We saw an example of this during the international break, when a viral infographic handily stated that the player had been deemed – decisively – the poorest acquisition of the summer transfer window by a survey of 20 agents. Naturally, the press are not the only ones in this. Team social media, influencers, unidentified profiles with a oddly high number of pornbot followers: all parties with skin in the game is now essentially operating along the identical rules, an environment explicitly nosed towards controversy.
The Mental Cost
Scroll, scroll, tap, scroll. What is happening to ourselves? Are we aware, on any level, what this endless sluice of aggravation is doing to our minds? Quite apart from the inherent strangeness of being a player in the center of this, knowing on some surreal chain-reaction level that every single thing about them is now essentially material, commodity, open-source property to be packaged and traded.
Indeed, partly this is because it's Manchester United, the corpse that keeps nourishing the cycle, a major institution that must always be generating the strong emotions. But also, partly this is a seasonal affliction, a pendulum of opinion most visibly and harshly observed at this time of year, roughly four weeks after the transfer market shut. Throughout the summer we have been coveting players, eulogising them, salivating over them. Yet, just a few weeks in, many of those very players are already being dismissed as broken goods. Should we start to be concerned about a new signing? Did Arsenal actually need Viktor Gyökeres wise? What was the purpose of another expensive buy?
The Bigger Picture
It feels appropriate that Sesko meets Liverpool on Sunday: a team at once on a long unbeaten run at home in the Premier League and somehow in their own situation of perceived turmoil, like submitting a missing person’s report on someone who popped to the store half an hour ago. Defensively suspect. Their star finished. Alexander Isak an expensive flop. The coach bald.
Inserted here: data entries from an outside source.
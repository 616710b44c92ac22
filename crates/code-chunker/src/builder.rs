use crate::complexity::ComplexityEstimator;
use crate::error::Result;
use crate::language::Language;
use crate::types::{ChunkType, CodeChunk};
use sha1::{Digest, Sha1};

/// Stands in for an absent name inside the id hash input
pub const ABSENT_NAME: &str = "None";

/// Raw parts of a chunk before ids and derived sizes are assigned
#[derive(Debug, Clone)]
pub struct ChunkDraft {
    pub file_path: String,
    pub chunk_type: ChunkType,
    pub name: Option<String>,
    pub start_line: Option<usize>,
    pub end_line: Option<usize>,
    pub code: String,
    pub imports: Vec<String>,
    pub docstring: Option<String>,
    pub language: Language,
}

impl ChunkDraft {
    pub fn new(
        file_path: impl Into<String>,
        chunk_type: ChunkType,
        code: impl Into<String>,
        language: Language,
    ) -> Self {
        Self {
            file_path: file_path.into(),
            chunk_type,
            name: None,
            start_line: None,
            end_line: None,
            code: code.into(),
            imports: Vec::new(),
            docstring: None,
            language,
        }
    }

    /// Builder: set declaration name
    #[must_use]
    pub fn name(mut self, name: Option<String>) -> Self {
        self.name = name;
        self
    }

    /// Builder: set line bounds; `None` end is estimated from the code
    #[must_use]
    pub fn lines(mut self, start: Option<usize>, end: Option<usize>) -> Self {
        self.start_line = start;
        self.end_line = end;
        self
    }

    /// Builder: set file-wide imports
    #[must_use]
    pub fn imports(mut self, imports: Vec<String>) -> Self {
        self.imports = imports;
        self
    }

    /// Builder: set docstring
    #[must_use]
    pub fn docstring(mut self, docstring: Option<String>) -> Self {
        self.docstring = docstring;
        self
    }
}

/// Turns drafts into finished [`CodeChunk`]s
pub struct ChunkBuilder {
    complexity: ComplexityEstimator,
}

impl ChunkBuilder {
    pub fn new() -> Result<Self> {
        Ok(Self {
            complexity: ComplexityEstimator::new()?,
        })
    }

    pub fn build(&mut self, draft: ChunkDraft) -> CodeChunk {
        let start_line = draft.start_line.filter(|&line| line > 0).unwrap_or(1);
        let end_line = draft
            .end_line
            .unwrap_or_else(|| start_line + draft.code.matches('\n').count());
        let loc = (end_line + 1).saturating_sub(start_line).max(1);
        let size = draft.code.chars().count();
        let complexity =
            (draft.language == Language::Python).then(|| self.complexity.estimate(&draft.code));
        let id = chunk_id(&draft.file_path, draft.name.as_deref(), start_line, end_line);

        CodeChunk {
            id,
            file_path: draft.file_path,
            language: draft.language,
            chunk_type: draft.chunk_type,
            name: draft.name,
            start_line,
            end_line,
            loc,
            size,
            complexity,
            imports: draft.imports,
            docstring: draft.docstring,
            code: draft.code,
        }
    }
}

/// Deterministic chunk id: hex sha1 of `"{path}:{name}:{start}:{end}"`
pub fn chunk_id(path: &str, name: Option<&str>, start_line: usize, end_line: usize) -> String {
    let name = name.unwrap_or(ABSENT_NAME);
    let mut hasher = Sha1::new();
    hasher.update(format!("{path}:{name}:{start_line}:{end_line}").as_bytes());
    hex::encode(hasher.finalize())
}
Perhaps we have not yet quite grasped the way the narrative of football has started to replace football the actual game, to inflect the way we view it, an whole competition reoriented around talking points and reaction, an activity that occurs in the background while we scroll through our phones, incapable to disconnect from the saline drip of opinions and more takes. It may be this player taking the hit right now. But in a way, everyone is losing something here.